Oxidative stress was induced in schistosomes using H₂O₂ [22]. Individual groups of 12 male and 12 female worms were each placed into six Petri dishes containing 5 mL enriched RPMI media and H₂O₂ added to a final concentration of 100 μM. Worms were then incubated at 37°C and harvested after 0 (prior to the addition of H₂O₂), 5, 15, 30, 60, and 240 min as described above.

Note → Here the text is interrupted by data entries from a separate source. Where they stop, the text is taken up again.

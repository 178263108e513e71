use std::fmt::Debug;
use serde_json::Value;
use anyhow::Result;
use crate::runtime::blueprint::BlueprintNode;
use crate::runtime::context::Context;
use crate::runtime::ending::Ending;
use crate::runtime::parameter::ParameterSet;

/// Returned from `run` by a node that wants to be polled again on the next tick.
pub const WAIT_NEXT_TICK: f32 = -1.0;

/// Behaviour of one node kind.
///
/// `run` returns how long to wait before it is called again. The node stays
/// suspended only while it marks itself running through the context.
pub trait Action: ActionClone + Debug + Send {
    /// Number of output sockets. Zero means the branch always stops here.
    fn num_sockets(&self) -> usize {
        1
    }

    /// Follow every ending at once instead of picking one.
    fn run_all_outputs(&self) -> bool {
        false
    }

    /// Pull bound parameter values into fields before each run.
    fn assign_values(&mut self, _params: &ParameterSet) {}

    fn run(&mut self, ctx: &mut Context<'_>) -> f32;

    /// Reach the final state synchronously.
    fn skip(&mut self, ctx: &mut Context<'_>) {
        self.run(ctx);
        ctx.set_running(false);
    }

    fn next_output_index(&mut self, _ctx: &Context<'_>) -> i32 {
        0
    }
}

pub trait ActionClone {
    fn clone_box(&self) -> Box<dyn Action>;
}

impl<T> ActionClone for T
where
    T: 'static + Action + Clone,
{
    fn clone_box(&self) -> Box<dyn Action> {
        Box::new(self.clone())
    }
}

impl Clone for Box<dyn Action> {
    fn clone(&self) -> Self {
        self.clone_box()
    }
}

/// Factory for one node kind, keyed by `name`.
pub trait ActionDefinition: Send + Sync {
    fn name(&self) -> &str;

    fn validate(&self, _params: &Value) -> Result<()> {
        Ok(())
    }

    fn prepare(&self, params: Value) -> Result<Box<dyn Action>>;
}

/// A node slot inside an instance: template data plus live behaviour.
#[derive(Debug, Clone)]
pub struct ActionNode {
    pub id: String,
    pub kind: String,
    pub title: String,
    pub enabled: bool,
    pub endings: Vec<Ending>,
    pub(crate) running: bool,
    pub(crate) last_output: Option<usize>,
    behaviour: Option<Box<dyn Action>>,
}

impl ActionNode {
    pub fn new(kind: impl Into<String>, behaviour: Box<dyn Action>) -> Self {
        Self {
            id: String::new(),
            kind: kind.into(),
            title: String::new(),
            enabled: true,
            endings: vec![Ending::Continue],
            running: false,
            last_output: None,
            behaviour: Some(behaviour),
        }
    }

    /// Template node whose factory failed or is unknown. It is passed over like a disabled one.
    pub fn from_blueprint(node: &BlueprintNode, behaviour: Option<Box<dyn Action>>) -> Self {
        Self {
            id: node.id.clone(),
            kind: node.kind.clone(),
            title: node.title.clone(),
            enabled: node.enabled,
            endings: node.endings.clone(),
            running: false,
            last_output: None,
            behaviour,
        }
    }

    pub fn with_endings(mut self, endings: Vec<Ending>) -> Self {
        self.endings = endings;
        self
    }

    pub fn is_runnable(&self) -> bool {
        self.enabled && self.behaviour.is_some()
    }

    pub fn is_running(&self) -> bool {
        self.running
    }

    pub fn last_output(&self) -> Option<usize> {
        self.last_output
    }

    pub fn behaviour(&self) -> Option<&dyn Action> {
        self.behaviour.as_deref()
    }

    pub fn num_sockets(&self) -> usize {
        self.behaviour.as_ref().map_or(0, |b| b.num_sockets())
    }

    pub fn run_all_outputs(&self) -> bool {
        self.behaviour.as_ref().is_some_and(|b| b.run_all_outputs())
    }

    pub(crate) fn assign_values(&mut self, params: &ParameterSet) {
        if let Some(behaviour) = self.behaviour.as_mut() {
            behaviour.assign_values(params);
        }
    }

    pub(crate) fn run(&mut self, ctx: &mut Context<'_>) -> (f32, bool) {
        let Some(behaviour) = self.behaviour.as_mut() else {
            self.running = false;
            return (0.0, false);
        };
        ctx.set_running(self.running);
        let wait = behaviour.run(ctx);
        self.running = ctx.is_running();
        (wait, self.running)
    }

    pub(crate) fn skip(&mut self, ctx: &mut Context<'_>) {
        if let Some(behaviour) = self.behaviour.as_mut() {
            ctx.set_running(false);
            behaviour.skip(ctx);
        }
        self.running = false;
    }

    pub(crate) fn next_output_index(&mut self, ctx: &Context<'_>) -> i32 {
        self.behaviour.as_mut().map_or(0, |b| b.next_output_index(ctx))
    }
}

Each of these experiments was performed in duplicate.

2.3. Reference RNA

Six to seven weeks after infection of female SW mice, schistosomes were collected by cardiac perfusion to provide a universal reference RNA for the normalization of gene expression data in both the heat-shock and oxidative stress experiments. A universal reference RNA should provide a positive hybridization signal at as many elements on a microarray as possible [23]. To achieve this we mixed total RNA from untreated worms incubated at 37°C for 4.0 h (approximately 99% of the final amount) with that of worms incubated at 42°C for 4.0 h, along with worms treated with pathogen associated molecular patterns (PAMPs; 50 μg/mL lipopolysaccharide derived from Escherichia coli, 50 μg/mL peptidoglycan from Staphylococcus aureus and 50 μg/mL laminarin from Laminaria digitata) for 6.0 h at 37°C and a group treated with a sub-lethal dose of PZQ (50 μg/mL) for 0.5 h at 37°C.

2.4. RNA extraction

RNA was isolated from thawed worms using an RNeasy^® Mini kit (Qiagen) according to the manufacturer’s instructions, eluted with 30 μL of RNase free distilled water (dH₂O) and quantified using a NanoDrop® ND-1000 spectrophotometer using ND-1000 3.3 software (NanoDrop Technologies). RNA integrity was evaluated using an Agilent 2100 Bioanalyzer with a RNA 6000 Nano LabChip® Kit (Agilent Technologies).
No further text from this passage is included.